What is expected – Among the entries below, take the line with "StatusCode::SERVICE_UNAVAILABLE" and the line with "pub async fn track_metrics(req: Request, next: Next)", and output them and every line between them exactly, with nothing else.

Dataset excerpts –
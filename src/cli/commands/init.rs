use crate::config::Config;

pub fn cmd_init() -> anyhow::Result<()> {
    if Config::create_default_if_missing()? {
        println!("Created default config.toml");
    } else {
        println!("config.toml already exists, leaving it untouched");
    }
    Ok(())
}
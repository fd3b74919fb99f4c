use sea_orm_migration::prelude::*;

#[derive(DeriveMigrationName)]
pub struct Migration;

#[async_trait::async_trait]
impl MigrationTrait for Migration {
    async fn up(&self, manager: &SchemaManager) -> Result<(), DbErr> {
        manager
            .create_table(
                Table::create()
                    .table(ResponseCache::Table)
                    .if_not_exists()
                    .col(
                        ColumnDef::new(ResponseCache::Key)
                            .string()
                            .not_null()
                            .primary_key(),
                    )
                    .col(ColumnDef::new(ResponseCache::Value).text().not_null())
                    .col(ColumnDef::new(ResponseCache::ExpiresAt).string().not_null())
                    .col(ColumnDef::new(ResponseCache::UpdatedAt).string().not_null())
                    .to_owned(),
            )
            .await?;

        manager
            .create_index(
                Index::create()
                    .name("idx_response_cache_expires_at")
                    .table(ResponseCache::Table)
                    .col(ResponseCache::ExpiresAt)
                    .to_owned(),
            )
            .await?;

        Ok(())
    }

    async fn down(&self, manager: &SchemaManager) -> Result<(), DbErr> {
        manager
            .drop_table(Table::drop().table(ResponseCache::Table).to_owned())
            .await
    }
}

#[derive(DeriveIden)]
enum ResponseCache {
    Table,
    Key,
    Value,
    ExpiresAt,
    UpdatedAt,
}
use crate::api::AppState;
use axum::{
    Json,
    extract::{MatchedPath, Request, State},
    http::StatusCode,
    middleware::Next,
    response::{IntoResponse, Response},
};
use serde::Serialize;
use std::sync::Arc;
use std::time::Instant;
use tracing::{Instrument, info, info_span};
use uuid::Uuid;

pub async fn get_metrics(State(state): State<Arc<AppState>>) -> impl IntoResponse {
    state.prometheus_handle.as_ref().map_or_else(
        || "Metrics not enabled or failed to initialize".to_string(),
        metrics_exporter_prometheus::PrometheusHandle::render,
    )
}

#[derive(Debug, Serialize)]
pub struct HealthResponse {
    pub status: &'static str,
    pub database: bool,
    pub uptime_seconds: u64,
}

pub async fn get_health(State(state): State<Arc<AppState>>) -> (StatusCode, Json<HealthResponse>) {
    let database = state.shared.store.ping().await.is_ok();
    let status = if database {
        StatusCode::OK
    } else {
        StatusCode::SERVICE_UNAVAILABLE
    };

    (
        status,
        Json(HealthResponse {
            status: if database { "ok" } else { "degraded" },
            database,
            uptime_seconds: state.start_time.elapsed().as_secs(),
        }),
    )
}

pub async fn track_metrics(req: Request, next: Next) -> Response {
    let start = Instant::now();
    let request_id = Uuid::new_v4().to_string();

    let method = req.method().to_string();
    let uri = req.uri().path().to_string();

    // Route template keeps label cardinality bounded.
    let matched_path = req
        .extensions()
        .get::<MatchedPath>()
        .map(|mp| mp.as_str().to_string());

    let span = info_span!(
        "request",
        request_id = %request_id,
        method = %method,
        path = %uri,
        route = matched_path.clone(),
    );

    async move {
        let response = next.run(req).await;

        let duration_ms = u64::try_from(start.elapsed().as_millis()).unwrap_or(u64::MAX);
        let status = response.status().as_u16();

        let outcome = if status >= 500 {
            "error"
        } else if status >= 400 {
            "client_error"
        } else {
            "success"
        };

        let labels = [
            ("method", method),
            ("path", matched_path.unwrap_or(uri)),
            ("status", status.to_string()),
        ];

        metrics::counter!("http_requests_total", &labels).increment(1);
        metrics::histogram!("http_request_duration_seconds", &labels)
            .record(start.elapsed().as_secs_f64());

        info!(
            event = "http_request_finished",
            duration_ms,
            status_code = status,
            outcome = %outcome,
            "Request finished"
        );

        response
    }
    .instrument(span)
    .await
}
pub mod airing;
pub use airing::AiringService;

pub mod anime_service;
pub use anime_service::{AnimeError, AnimeService};

pub mod anime_service_impl;
pub use anime_service_impl::SeaOrmAnimeService;

pub mod cache;
pub use cache::{MemoryCache, StoreCache, TtlCache};

pub mod catalog;
pub use catalog::CatalogService;

pub mod direct_links;
pub use direct_links::{DirectLinkSource, LocalDirectLinks, WorkerDirectLinks};

pub mod reconcile;
pub use reconcile::{Reconciliation, ScrapedAnime, reconcile};
pub mod anime;
pub mod episode;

Your solution –
        StatusCode::SERVICE_UNAVAILABLE
    };

    (
        status,
        Json(HealthResponse {
            status: if database { "ok" } else { "degraded" },
            database,
            uptime_seconds: state.start_time.elapsed().as_secs(),
        }),
    )
}

pub async fn track_metrics(req: Request, next: Next) -> Response {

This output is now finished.